• ASSIGNMENT: Return, word for word, only the lines of the data below that lie between the line with "pub mod merge;" and the line with "an attribute value.", those two lines included.

(Saved entries)
^^^^^^^^^^^^^^^^

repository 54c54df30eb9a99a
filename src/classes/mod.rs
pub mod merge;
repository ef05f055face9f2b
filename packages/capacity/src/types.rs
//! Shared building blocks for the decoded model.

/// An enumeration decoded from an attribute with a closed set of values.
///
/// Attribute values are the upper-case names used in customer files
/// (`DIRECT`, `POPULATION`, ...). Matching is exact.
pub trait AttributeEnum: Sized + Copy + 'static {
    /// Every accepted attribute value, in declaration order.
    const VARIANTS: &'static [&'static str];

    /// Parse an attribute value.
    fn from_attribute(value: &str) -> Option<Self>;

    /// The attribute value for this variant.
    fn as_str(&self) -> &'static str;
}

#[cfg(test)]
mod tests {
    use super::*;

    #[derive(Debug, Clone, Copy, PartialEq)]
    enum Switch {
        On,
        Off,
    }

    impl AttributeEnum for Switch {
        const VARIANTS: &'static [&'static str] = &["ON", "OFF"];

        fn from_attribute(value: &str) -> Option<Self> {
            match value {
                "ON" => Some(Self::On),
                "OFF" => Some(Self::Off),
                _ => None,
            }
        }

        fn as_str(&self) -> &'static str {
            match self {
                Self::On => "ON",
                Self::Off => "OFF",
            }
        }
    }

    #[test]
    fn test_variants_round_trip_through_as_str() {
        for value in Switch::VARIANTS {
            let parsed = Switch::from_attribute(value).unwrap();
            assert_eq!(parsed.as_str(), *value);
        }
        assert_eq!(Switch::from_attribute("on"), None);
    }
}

^^^^^^^^^^^^^^^^

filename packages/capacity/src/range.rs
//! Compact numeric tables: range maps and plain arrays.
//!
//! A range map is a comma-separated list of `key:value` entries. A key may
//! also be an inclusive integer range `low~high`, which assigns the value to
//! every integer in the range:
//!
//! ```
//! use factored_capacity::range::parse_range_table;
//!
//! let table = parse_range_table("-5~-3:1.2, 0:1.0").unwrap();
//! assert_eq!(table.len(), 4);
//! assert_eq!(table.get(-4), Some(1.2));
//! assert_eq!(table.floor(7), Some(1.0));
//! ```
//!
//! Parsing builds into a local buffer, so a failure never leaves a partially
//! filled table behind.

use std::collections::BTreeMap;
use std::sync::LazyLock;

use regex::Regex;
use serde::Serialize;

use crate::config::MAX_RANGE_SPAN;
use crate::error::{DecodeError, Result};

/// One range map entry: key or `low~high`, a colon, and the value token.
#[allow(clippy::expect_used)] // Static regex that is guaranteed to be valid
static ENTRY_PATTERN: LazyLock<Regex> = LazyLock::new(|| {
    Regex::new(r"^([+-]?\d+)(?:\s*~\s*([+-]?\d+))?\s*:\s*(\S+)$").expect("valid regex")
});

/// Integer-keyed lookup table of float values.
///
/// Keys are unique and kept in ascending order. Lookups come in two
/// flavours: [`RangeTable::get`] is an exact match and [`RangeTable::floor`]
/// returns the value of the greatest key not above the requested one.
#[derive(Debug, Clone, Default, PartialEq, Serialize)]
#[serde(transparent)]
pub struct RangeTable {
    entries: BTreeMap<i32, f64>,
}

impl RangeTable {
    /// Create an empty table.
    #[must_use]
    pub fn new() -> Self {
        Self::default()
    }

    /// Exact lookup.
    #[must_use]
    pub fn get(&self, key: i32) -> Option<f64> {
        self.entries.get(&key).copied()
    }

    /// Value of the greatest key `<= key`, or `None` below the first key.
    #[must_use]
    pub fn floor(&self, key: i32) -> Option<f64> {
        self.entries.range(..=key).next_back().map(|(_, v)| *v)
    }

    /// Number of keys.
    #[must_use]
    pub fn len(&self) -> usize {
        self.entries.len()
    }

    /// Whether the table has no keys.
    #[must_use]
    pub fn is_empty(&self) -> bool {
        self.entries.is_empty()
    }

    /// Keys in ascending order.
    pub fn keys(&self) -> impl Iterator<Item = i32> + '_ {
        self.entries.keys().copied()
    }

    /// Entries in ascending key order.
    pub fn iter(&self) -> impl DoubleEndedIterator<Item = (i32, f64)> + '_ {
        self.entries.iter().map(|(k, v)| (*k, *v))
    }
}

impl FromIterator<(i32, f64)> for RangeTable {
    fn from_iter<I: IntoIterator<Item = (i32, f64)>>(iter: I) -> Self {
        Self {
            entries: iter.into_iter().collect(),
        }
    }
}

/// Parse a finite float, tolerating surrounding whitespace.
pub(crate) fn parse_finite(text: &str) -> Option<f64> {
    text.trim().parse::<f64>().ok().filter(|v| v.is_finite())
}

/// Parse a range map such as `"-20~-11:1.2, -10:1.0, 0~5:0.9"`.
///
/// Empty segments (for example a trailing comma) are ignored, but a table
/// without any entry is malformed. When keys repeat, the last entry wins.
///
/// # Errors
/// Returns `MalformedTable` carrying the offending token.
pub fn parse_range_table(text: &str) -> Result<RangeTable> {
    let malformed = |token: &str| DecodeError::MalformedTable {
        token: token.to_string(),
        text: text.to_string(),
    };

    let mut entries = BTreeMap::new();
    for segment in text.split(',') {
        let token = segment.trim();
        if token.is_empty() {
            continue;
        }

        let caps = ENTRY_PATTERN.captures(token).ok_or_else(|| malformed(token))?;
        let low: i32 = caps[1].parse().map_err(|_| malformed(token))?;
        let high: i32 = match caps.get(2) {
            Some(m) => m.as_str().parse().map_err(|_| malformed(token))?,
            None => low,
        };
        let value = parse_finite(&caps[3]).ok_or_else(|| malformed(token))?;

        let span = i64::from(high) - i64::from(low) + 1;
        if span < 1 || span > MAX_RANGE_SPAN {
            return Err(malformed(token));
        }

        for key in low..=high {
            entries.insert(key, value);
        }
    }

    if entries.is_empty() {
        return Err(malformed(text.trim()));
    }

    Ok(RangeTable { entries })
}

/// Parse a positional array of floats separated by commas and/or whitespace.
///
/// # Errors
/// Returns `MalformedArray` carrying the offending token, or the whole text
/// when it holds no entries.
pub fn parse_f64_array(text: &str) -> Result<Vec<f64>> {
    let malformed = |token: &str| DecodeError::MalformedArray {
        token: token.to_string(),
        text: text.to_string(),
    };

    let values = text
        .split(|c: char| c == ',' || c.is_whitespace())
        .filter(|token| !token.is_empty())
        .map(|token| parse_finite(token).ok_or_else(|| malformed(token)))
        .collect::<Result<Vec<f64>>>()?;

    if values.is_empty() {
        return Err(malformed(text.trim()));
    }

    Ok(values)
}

^^^^^^^^^^^^^^^^

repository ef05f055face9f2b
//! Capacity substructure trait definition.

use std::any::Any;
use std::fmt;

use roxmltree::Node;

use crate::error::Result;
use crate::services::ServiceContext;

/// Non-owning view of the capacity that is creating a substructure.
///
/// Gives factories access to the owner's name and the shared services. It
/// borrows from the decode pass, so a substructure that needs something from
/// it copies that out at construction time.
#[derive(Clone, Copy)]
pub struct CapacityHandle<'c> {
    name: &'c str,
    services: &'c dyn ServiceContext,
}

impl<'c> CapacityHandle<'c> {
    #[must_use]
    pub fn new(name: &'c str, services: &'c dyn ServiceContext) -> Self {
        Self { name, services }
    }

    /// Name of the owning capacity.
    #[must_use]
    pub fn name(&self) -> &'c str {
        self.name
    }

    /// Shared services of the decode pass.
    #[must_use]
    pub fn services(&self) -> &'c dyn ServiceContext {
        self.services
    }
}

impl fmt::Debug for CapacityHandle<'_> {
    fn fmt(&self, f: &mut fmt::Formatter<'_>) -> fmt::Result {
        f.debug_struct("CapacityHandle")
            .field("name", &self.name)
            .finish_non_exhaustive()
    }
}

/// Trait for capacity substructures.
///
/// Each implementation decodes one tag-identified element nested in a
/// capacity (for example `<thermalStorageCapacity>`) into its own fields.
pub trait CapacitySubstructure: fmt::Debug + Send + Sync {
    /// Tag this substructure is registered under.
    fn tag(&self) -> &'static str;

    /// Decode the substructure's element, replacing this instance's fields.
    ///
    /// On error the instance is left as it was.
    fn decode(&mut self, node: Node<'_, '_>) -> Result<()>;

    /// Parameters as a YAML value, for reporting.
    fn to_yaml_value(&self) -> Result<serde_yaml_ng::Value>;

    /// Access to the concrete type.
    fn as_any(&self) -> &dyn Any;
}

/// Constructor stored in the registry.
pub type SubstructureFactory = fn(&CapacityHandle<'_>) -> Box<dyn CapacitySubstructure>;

^^^^^^^^^^^^^^^^

• PROBLEM SOLUTION:
pub mod merge;
repository ef05f055face9f2b
filename packages/capacity/src/types.rs
//! Shared building blocks for the decoded model.

/// An enumeration decoded from an attribute with a closed set of values.
///
/// Attribute values are the upper-case names used in customer files
/// (`DIRECT`, `POPULATION`, ...). Matching is exact.
pub trait AttributeEnum: Sized + Copy + 'static {
    /// Every accepted attribute value, in declaration order.
    const VARIANTS: &'static [&'static str];

    /// Parse an attribute value.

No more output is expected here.